KmerCoverage
Annotates reads with their kmer depth. DEPRECATED: This should still work but is no longer maintained.
⚠️ DEPRECATED TOOL
This tool is deprecated and no longer maintained. It should still work but may not receive updates or bug fixes. Consider using alternative tools for kmer analysis.
Basic Usage
kmercoverage.sh in=<input> out=<read output> hist=<histogram output>
Processes reads to determine the depth (frequency) of each kmer within the reads. Can output annotated reads and/or generate depth histograms for analysis.
Parameters
Parameters are organized by their function in the kmer coverage analysis process.
Input Parameters
- in=file
- Primary input file containing reads to analyze.
- in2=null
- Second input file for paired reads.
- extra=null
- Additional files to use for input (generating hash table) but not for output.
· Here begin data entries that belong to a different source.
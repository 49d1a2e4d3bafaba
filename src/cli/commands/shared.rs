//! Shared components for CLI commands
//!
//! Logging setup, configuration and dataset loading, and JSON output used by
//! every subcommand.

use crate::cli::args::Args;
use crate::config::ShotMapConfig;
use crate::constants::SEASONS;
use crate::dataset::SnapshotStore;
use crate::models::{Dataset, SeasonKey};
use anyhow::{Context, Result};
use serde::Serialize;
use std::path::PathBuf;
use tracing::{debug, info, warn};

/// Resolved inputs every command works from
#[derive(Debug)]
pub struct CommandContext {
    pub config: ShotMapConfig,
    pub dataset_path: PathBuf,
    pub store: SnapshotStore,
}

/// Set up structured logging on stderr
pub fn setup_logging(args: &Args) -> Result<()> {
    use tracing_subscriber::{EnvFilter, fmt, layer::SubscriberExt, util::SubscriberInitExt};

    let log_level = args.get_log_level();

    let filter = EnvFilter::try_from_default_env()
        .unwrap_or_else(|_| EnvFilter::new(format!("shotmap={}", log_level)));

    if args.quiet {
        tracing_subscriber::registry()
            .with(filter)
            .with(
                fmt::layer()
                    .with_target(false)
                    .with_level(true)
                    .with_writer(std::io::stderr)
                    .compact(),
            )
            .try_init()
            .context("Failed to initialise logging")?;
    } else {
        tracing_subscriber::registry()
            .with(filter)
            .with(
                fmt::layer()
                    .with_target(false)
                    .with_level(true)
                    .with_timer(fmt::time::uptime())
                    .with_writer(std::io::stderr),
            )
            .try_init()
            .context("Failed to initialise logging")?;
    }

    debug!("Logging initialized at level: {}", log_level);
    Ok(())
}

/// Configuration from `--config` or defaults
pub fn load_config(args: &Args) -> Result<ShotMapConfig> {
    match &args.config_file {
        Some(path) => {
            info!("Using config file: {}", path.display());
            ShotMapConfig::from_file(path)
                .with_context(|| format!("Failed to load config from {}", path.display()))
        }
        None => {
            debug!("No config file given, using defaults");
            Ok(ShotMapConfig::default())
        }
    }
}

/// Load config and dataset into a command context
pub async fn load_context(args: &Args) -> Result<CommandContext> {
    let config = load_config(args)?;
    let dataset_path = args.dataset_path();

    info!("Loading dataset from {}", dataset_path.display());
    let dataset = Dataset::load(&dataset_path)
        .await
        .with_context(|| format!("Failed to load dataset from {}", dataset_path.display()))?;

    Ok(CommandContext {
        config,
        dataset_path,
        store: SnapshotStore::new(dataset),
    })
}

/// Whether the fetch job covers `season`; warns when it does not
pub fn check_season(season: SeasonKey) -> bool {
    let known = SEASONS.contains(&season.to_string().as_str());
    if !known {
        warn!(
            "Season {} is not one the fetch job collects ({})",
            season,
            SEASONS.join(", ")
        );
    }
    known
}

/// Print a value as pretty JSON on stdout
pub fn print_json<T: Serialize + ?Sized>(value: &T) -> Result<()> {
    let json = serde_json::to_string_pretty(value).context("Failed to serialise output")?;
    println!("{}", json);
    Ok(())
}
Can be a comma-separated list.
- fastareadlen=2^31
- Break up FASTA reads longer than this. Can be useful when processing scaffolded genomes.
- tablereads=-1
- Use at most this many reads when building the hashtable (-1 means all).
- kmersample=1
- Process every nth kmer, and skip the rest. Reduces memory usage and processing time.
- readsample=1
- Process every nth read, and skip the rest. Reduces memory usage and processing time.
Output Parameters
- out=file
- Output file for processed reads with coverage annotations.
- hist=null
- Specify a file to output the depth histogram showing kmer frequency distribution.
- histlen=10000
- Max depth displayed on histogram. Values beyond this are binned together.
- reads=-1
- Only process this number of reads, then quit (-1 means all).
- sampleoutput=t
- Use sampling on output as well as input (not used if sample rates are 1).
- printcoverage=f
- Only print coverage information instead of reads. Outputs coverage data only.
- useheader=f
- Append coverage info to the read's header instead of as separate attachment.
- minmedian=0
- Don't output reads with median coverage below this threshold.
- minaverage=0
- Don't output reads with average coverage below this threshold.
- zerobin=f
- Set to true if you want kmers with a count of 0 to go in the 0 bin instead of the 1 bin in histograms. Default is false, to prevent confusion about how there can be 0-count kmers. The reason is that based on the 'minq' and 'minprob' settings, some kmers may be excluded from the bloom filter.
Hashing Parameters
- k=31
- Kmer length (values under 32 are most efficient, but arbitrarily high values are supported). Longer kmers are more specific but require more memory.
- cbits=8
- Bits per cell in bloom filter; must be 2, 4, 8, 16, or 32. Maximum kmer depth recorded is 2^cbits. Large values decrease accuracy for a fixed amount of memory.
- hashes=4
- Number of times a kmer is hashed. Higher is slower. Higher is MORE accurate if there is enough memory, and LESS accurate if there is not enough memory.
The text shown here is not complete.